* _What is needed_:
Every line in the data below that holds "with" should be found and copied.

* _Data provided_:

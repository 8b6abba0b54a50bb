// src/config.rs

//! Display descriptors and emulator options.
//!
//! A display descriptor is the static, per-model description of a panel
//! (its size and default colors), stored as one JSON file per model in the
//! config directory, e.g. `config/epd2in13.json`:
//!
//! ```json
//! { "name": "epd2in13", "width": 122, "height": 250,
//!   "color": "white", "text_color": "black" }
//! ```
//!
//! Missing fields fall back to the defaults of the 2.13" panel. A missing
//! file is an error, never defaulted.
//!
//! `EmulatorOptions` carries the per-run choices (which model, which backend,
//! color or binary, refresh interval, ...).

use crate::color::Color;
use crate::error::{EpdError, Result};
use log::{debug, warn};
use once_cell::sync::Lazy;
use serde::{Deserialize, Serialize};
use std::fs;
use std::path::{Path, PathBuf};
use std::time::Duration;

/// Environment variable overriding the directory descriptors are read from.
pub const CONFIG_DIR_ENV: &str = "EPD_EMULATOR_CONFIG_DIR";

/// Directory holding the descriptor files: `$EPD_EMULATOR_CONFIG_DIR` when
/// set, otherwise the `config/` directory shipped with the crate.
pub static DEFAULT_CONFIG_DIR: Lazy<PathBuf> = Lazy::new(|| {
    std::env::var_os(CONFIG_DIR_ENV)
        .map(PathBuf::from)
        .unwrap_or_else(|| Path::new(env!("CARGO_MANIFEST_DIR")).join("config"))
});

// --- Display Descriptor ---

/// Static description of one display model.
#[derive(Debug, Clone, PartialEq, Eq, Serialize, Deserialize)]
#[serde(default)]
pub struct DisplayDescriptor {
    /// Model identifier; expected to match the descriptor's file stem.
    pub name: String,
    /// Width in pixels.
    pub width: u32,
    /// Height in pixels.
    pub height: u32,
    /// Background color a fresh frame is filled with.
    pub color: Color,
    /// Default color for text and outlines.
    pub text_color: Color,
}

impl Default for DisplayDescriptor {
    fn default() -> Self {
        DisplayDescriptor {
            name: String::new(),
            width: 122,
            height: 250,
            color: Color::Rgb(255, 255, 255),
            text_color: Color::Rgb(0, 0, 0),
        }
    }
}

impl DisplayDescriptor {
    /// Loads the descriptor of `model` from `<config_dir>/<model>.json`.
    pub fn load(model: &str, config_dir: &Path) -> Result<Self> {
        Self::from_path(&config_dir.join(format!("{}.json", model)))
    }

    /// Loads a descriptor from an explicit path.
    pub fn from_path(path: &Path) -> Result<Self> {
        let content = fs::read_to_string(path).map_err(|source| EpdError::ConfigRead {
            path: path.to_path_buf(),
            source,
        })?;
        let mut descriptor: DisplayDescriptor =
            serde_json::from_str(&content).map_err(|source| EpdError::ConfigParse {
                path: path.to_path_buf(),
                source,
            })?;

        if descriptor.width == 0 || descriptor.height == 0 {
            return Err(EpdError::ConfigInvalid {
                path: path.to_path_buf(),
                reason: format!(
                    "dimensions must be positive, got {}x{}",
                    descriptor.width, descriptor.height
                ),
            });
        }

        // The name is advisory: fill it in when absent, warn when it disagrees.
        let stem = path
            .file_stem()
            .map(|s| s.to_string_lossy().into_owned())
            .unwrap_or_default();
        if descriptor.name.is_empty() {
            descriptor.name = stem;
        } else if descriptor.name != stem {
            warn!(
                "Descriptor {} is named '{}', which does not match its file name",
                path.display(),
                descriptor.name
            );
        }

        debug!(
            "Loaded descriptor '{}' ({}x{}) from {}",
            descriptor.name,
            descriptor.width,
            descriptor.height,
            path.display()
        );
        Ok(descriptor)
    }

    /// The same display turned by 90 degrees.
    pub fn rotated(self) -> Self {
        DisplayDescriptor {
            width: self.height,
            height: self.width,
            ..self
        }
    }
}

/// Lists the model identifiers available in `config_dir`, sorted.
pub fn available_models(config_dir: &Path) -> Result<Vec<String>> {
    let entries = fs::read_dir(config_dir).map_err(|source| EpdError::ConfigRead {
        path: config_dir.to_path_buf(),
        source,
    })?;

    let mut models = Vec::new();
    for entry in entries {
        let path = entry
            .map_err(|source| EpdError::ConfigRead {
                path: config_dir.to_path_buf(),
                source,
            })?
            .path();
        if path.extension().is_some_and(|ext| ext == "json") {
            if let Some(stem) = path.file_stem() {
                models.push(stem.to_string_lossy().into_owned());
            }
        }
    }
    models.sort();
    Ok(models)
}

// --- Emulator Options ---

/// Which display backend renders the frame.
#[derive(Debug, Clone, Copy, PartialEq, Eq, Default, Serialize, Deserialize)]
#[serde(rename_all = "lowercase")]
pub enum BackendKind {
    /// A desktop window repainted on a timer.
    Window,
    /// A local web page polling a PNG of the frame.
    #[default]
    Http,
    /// No output at all; publishes are only counted.
    Headless,
}

/// Per-run configuration of an emulator instance.
#[derive(Debug, Clone)]
pub struct EmulatorOptions {
    /// Descriptor to load, by model identifier.
    pub config_file: String,
    pub backend: BackendKind,
    /// RGB frame when true, binary (black/white) frame otherwise.
    pub use_color: bool,
    /// Period of the background refresh and of the browser's reload.
    pub update_interval: Duration,
    /// Swap width and height (landscape use of a portrait panel).
    pub reverse_orientation: bool,
    /// HTTP listener port. 0 picks a free port.
    pub port: u16,
    /// Open the page in the default browser shortly after startup.
    pub open_browser: bool,
    /// Integer window scale; 1, 2 and 4 are supported.
    pub window_scale: u8,
    /// Overrides `DEFAULT_CONFIG_DIR`.
    pub config_dir: Option<PathBuf>,
}

impl Default for EmulatorOptions {
    fn default() -> Self {
        EmulatorOptions {
            config_file: "epd2in13".to_string(),
            backend: BackendKind::Http,
            use_color: false,
            update_interval: Duration::from_secs(2),
            reverse_orientation: false,
            port: 5000,
            open_browser: true,
            window_scale: 1,
            config_dir: None,
        }
    }
}

impl EmulatorOptions {
    pub fn config_dir(&self) -> &Path {
        self.config_dir
            .as_deref()
            .unwrap_or_else(|| DEFAULT_CONFIG_DIR.as_path())
    }

    pub(crate) fn validate(&self) -> Result<()> {
        if self.update_interval.is_zero() {
            return Err(EpdError::InvalidOption(
                "update_interval must be greater than zero".to_string(),
            ));
        }
        if !matches!(self.window_scale, 1 | 2 | 4) {
            return Err(EpdError::InvalidOption(format!(
                "window_scale must be 1, 2 or 4, got {}",
                self.window_scale
            )));
        }
        Ok(())
    }
}

#[cfg(test)]
mod tests {
    use super::*;
    use std::sync::atomic::{AtomicUsize, Ordering};

    fn bundled_dir() -> PathBuf {
        Path::new(env!("CARGO_MANIFEST_DIR")).join("config")
    }

    /// Writes `content` to a fresh file named `<stem>.json` in a scratch directory.
    fn scratch_descriptor(stem: &str, content: &str) -> PathBuf {
        static COUNTER: AtomicUsize = AtomicUsize::new(0);
        let dir = std::env::temp_dir().join(format!(
            "epd-emulator-config-{}-{}",
            std::process::id(),
            COUNTER.fetch_add(1, Ordering::SeqCst)
        ));
        fs::create_dir_all(&dir).unwrap();
        let path = dir.join(format!("{}.json", stem));
        fs::write(&path, content).unwrap();
        path
    }

    #[test]
    fn bundled_config_files_exist() {
        let models = available_models(&bundled_dir()).unwrap();
        assert!(!models.is_empty(), "No config files found");
        assert!(models.contains(&"epd2in13".to_string()));
        assert!(models.contains(&"epd7in5".to_string()));
    }

    #[test_log::test]
    fn bundled_config_files_are_complete_and_consistent() {
        let required = ["name", "width", "height", "color", "text_color"];
        for model in available_models(&bundled_dir()).unwrap() {
            let path = bundled_dir().join(format!("{}.json", model));
            let raw: serde_json::Value =
                serde_json::from_str(&fs::read_to_string(&path).unwrap()).unwrap();
            for key in required {
                assert!(raw.get(key).is_some(), "{} is missing '{}'", model, key);
            }

            let descriptor = DisplayDescriptor::load(&model, &bundled_dir()).unwrap();
            assert!(descriptor.width > 0, "{}: width must be positive", model);
            assert!(descriptor.height > 0, "{}: height must be positive", model);
            assert_eq!(descriptor.name, model, "name doesn't match filename");
        }
    }

    #[test]
    fn loads_known_dimensions() {
        let d = DisplayDescriptor::load("epd7in5", &bundled_dir()).unwrap();
        assert_eq!((d.width, d.height), (800, 480));
        let d = DisplayDescriptor::load("epd2in13", &bundled_dir()).unwrap();
        assert_eq!((d.width, d.height), (122, 250));
    }

    #[test]
    fn absent_fields_take_documented_defaults() {
        let path = scratch_descriptor("bare", "{}");
        let d = DisplayDescriptor::from_path(&path).unwrap();
        assert_eq!(d.name, "bare");
        assert_eq!((d.width, d.height), (122, 250));
        assert_eq!(d.color, Color::Rgb(255, 255, 255));
        assert_eq!(d.text_color, Color::Rgb(0, 0, 0));
    }

    #[test]
    fn missing_file_is_not_defaulted() {
        let err = DisplayDescriptor::load("no_such_panel", &bundled_dir()).unwrap_err();
        assert!(matches!(err, EpdError::ConfigRead { .. }), "got {:?}", err);
    }

    #[test]
    fn malformed_file_is_rejected() {
        let path = scratch_descriptor("broken", "{ \"width\": 10, ");
        let err = DisplayDescriptor::from_path(&path).unwrap_err();
        assert!(matches!(err, EpdError::ConfigParse { .. }), "got {:?}", err);

        let path = scratch_descriptor("wrongtype", r#"{ "width": "wide" }"#);
        assert!(matches!(
            DisplayDescriptor::from_path(&path),
            Err(EpdError::ConfigParse { .. })
        ));
    }

    #[test]
    fn zero_dimensions_are_rejected() {
        let path = scratch_descriptor("flat", r#"{ "width": 0, "height": 10 }"#);
        assert!(matches!(
            DisplayDescriptor::from_path(&path),
            Err(EpdError::ConfigInvalid { .. })
        ));
    }

    #[test_log::test]
    fn mismatched_name_is_kept_as_written() {
        let path = scratch_descriptor("panel_a", r#"{ "name": "panel_b" }"#);
        let d = DisplayDescriptor::from_path(&path).unwrap();
        assert_eq!(d.name, "panel_b");
    }

    #[test]
    fn rotation_swaps_dimensions() {
        let d = DisplayDescriptor::default().rotated();
        assert_eq!((d.width, d.height), (250, 122));
    }

    #[test]
    fn options_reject_zero_interval_and_odd_scale() {
        let options = EmulatorOptions {
            update_interval: Duration::ZERO,
            ..EmulatorOptions::default()
        };
        assert!(matches!(options.validate(), Err(EpdError::InvalidOption(_))));

        let options = EmulatorOptions {
            window_scale: 3,
            ..EmulatorOptions::default()
        };
        assert!(options.validate().is_err());
        assert!(EmulatorOptions::default().validate().is_ok());
    }
}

* _Output for this exercise_:
/// set, otherwise the `config/` directory shipped with the crate.
    /// Background color a fresh frame is filled with.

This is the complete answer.